### EXERCISE REQUIREMENTS:
Once you reach the line containing "self.entries.is_empty()" in the entries below, write out that line and each one after it down to the line containing "let name = key.strip_prefix('$')?;", exactly and with nothing added.

### Stored data:
:::

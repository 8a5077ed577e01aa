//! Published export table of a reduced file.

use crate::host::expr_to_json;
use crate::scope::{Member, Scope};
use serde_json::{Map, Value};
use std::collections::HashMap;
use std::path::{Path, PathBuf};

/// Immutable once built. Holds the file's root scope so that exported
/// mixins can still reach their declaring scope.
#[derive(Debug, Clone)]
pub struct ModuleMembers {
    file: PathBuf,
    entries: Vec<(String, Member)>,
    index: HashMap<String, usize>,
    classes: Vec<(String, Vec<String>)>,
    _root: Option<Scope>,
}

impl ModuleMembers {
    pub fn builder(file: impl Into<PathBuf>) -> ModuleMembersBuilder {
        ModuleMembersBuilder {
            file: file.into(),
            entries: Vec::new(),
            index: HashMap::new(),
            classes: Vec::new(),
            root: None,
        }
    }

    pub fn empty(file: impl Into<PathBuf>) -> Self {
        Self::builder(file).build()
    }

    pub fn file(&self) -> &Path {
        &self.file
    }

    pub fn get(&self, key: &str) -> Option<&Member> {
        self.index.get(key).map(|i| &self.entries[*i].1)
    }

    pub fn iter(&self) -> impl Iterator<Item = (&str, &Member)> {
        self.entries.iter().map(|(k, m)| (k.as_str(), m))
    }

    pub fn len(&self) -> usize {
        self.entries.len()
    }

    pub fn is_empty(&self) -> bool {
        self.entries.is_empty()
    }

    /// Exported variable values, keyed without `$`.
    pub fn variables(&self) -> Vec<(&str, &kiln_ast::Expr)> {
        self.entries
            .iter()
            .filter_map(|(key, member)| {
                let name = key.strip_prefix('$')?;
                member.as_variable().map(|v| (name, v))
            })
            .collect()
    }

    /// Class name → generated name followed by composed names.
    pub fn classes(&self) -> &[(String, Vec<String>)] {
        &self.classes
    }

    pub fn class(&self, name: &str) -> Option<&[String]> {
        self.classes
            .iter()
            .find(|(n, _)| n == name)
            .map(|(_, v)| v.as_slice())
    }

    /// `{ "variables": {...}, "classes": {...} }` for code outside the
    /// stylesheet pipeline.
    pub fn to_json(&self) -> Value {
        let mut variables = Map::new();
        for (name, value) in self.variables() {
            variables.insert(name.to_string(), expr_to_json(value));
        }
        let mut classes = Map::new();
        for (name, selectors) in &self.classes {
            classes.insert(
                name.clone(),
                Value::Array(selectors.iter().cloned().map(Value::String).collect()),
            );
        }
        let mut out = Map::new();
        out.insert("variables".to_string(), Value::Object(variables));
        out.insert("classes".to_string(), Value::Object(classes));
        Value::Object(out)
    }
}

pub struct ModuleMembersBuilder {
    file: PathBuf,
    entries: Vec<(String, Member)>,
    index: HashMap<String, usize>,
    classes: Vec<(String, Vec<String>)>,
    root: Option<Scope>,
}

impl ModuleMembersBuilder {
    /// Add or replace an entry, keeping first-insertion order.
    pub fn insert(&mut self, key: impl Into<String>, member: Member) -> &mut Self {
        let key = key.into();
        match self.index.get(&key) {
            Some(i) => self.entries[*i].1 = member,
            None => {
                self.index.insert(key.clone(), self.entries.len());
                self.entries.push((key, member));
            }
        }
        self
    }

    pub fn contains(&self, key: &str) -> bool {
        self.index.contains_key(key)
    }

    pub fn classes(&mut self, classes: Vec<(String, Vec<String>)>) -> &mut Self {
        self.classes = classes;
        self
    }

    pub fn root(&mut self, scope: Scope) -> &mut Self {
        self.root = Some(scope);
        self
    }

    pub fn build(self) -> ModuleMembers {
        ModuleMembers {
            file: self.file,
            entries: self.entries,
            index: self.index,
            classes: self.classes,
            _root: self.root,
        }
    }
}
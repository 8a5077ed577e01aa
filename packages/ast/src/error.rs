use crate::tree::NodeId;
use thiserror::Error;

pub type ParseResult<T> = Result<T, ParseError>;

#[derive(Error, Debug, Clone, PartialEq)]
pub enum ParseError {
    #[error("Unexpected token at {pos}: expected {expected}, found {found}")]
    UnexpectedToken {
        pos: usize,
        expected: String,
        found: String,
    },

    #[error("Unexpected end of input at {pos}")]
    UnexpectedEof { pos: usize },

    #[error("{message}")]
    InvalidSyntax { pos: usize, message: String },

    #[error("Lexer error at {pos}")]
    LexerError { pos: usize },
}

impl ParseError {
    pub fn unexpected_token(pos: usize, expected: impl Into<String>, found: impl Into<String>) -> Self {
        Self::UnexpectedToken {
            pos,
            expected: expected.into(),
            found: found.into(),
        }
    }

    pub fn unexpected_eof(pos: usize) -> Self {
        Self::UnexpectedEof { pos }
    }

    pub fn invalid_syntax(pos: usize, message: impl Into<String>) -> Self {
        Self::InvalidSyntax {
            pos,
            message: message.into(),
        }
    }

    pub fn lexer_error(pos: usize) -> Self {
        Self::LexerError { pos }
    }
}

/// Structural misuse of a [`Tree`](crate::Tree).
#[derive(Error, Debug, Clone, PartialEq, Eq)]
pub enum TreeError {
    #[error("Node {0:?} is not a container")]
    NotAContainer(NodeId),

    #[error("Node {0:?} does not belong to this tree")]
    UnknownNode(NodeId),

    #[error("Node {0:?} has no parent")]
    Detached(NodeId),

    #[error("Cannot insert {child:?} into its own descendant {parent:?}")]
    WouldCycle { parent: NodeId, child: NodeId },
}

:::

### TASK ANSWER:
        self.entries.is_empty()
    }

    /// Exported variable values, keyed without `$`.
    pub fn variables(&self) -> Vec<(&str, &kiln_ast::Expr)> {
        self.entries
            .iter()
            .filter_map(|(key, member)| {
                let name = key.strip_prefix('$')?;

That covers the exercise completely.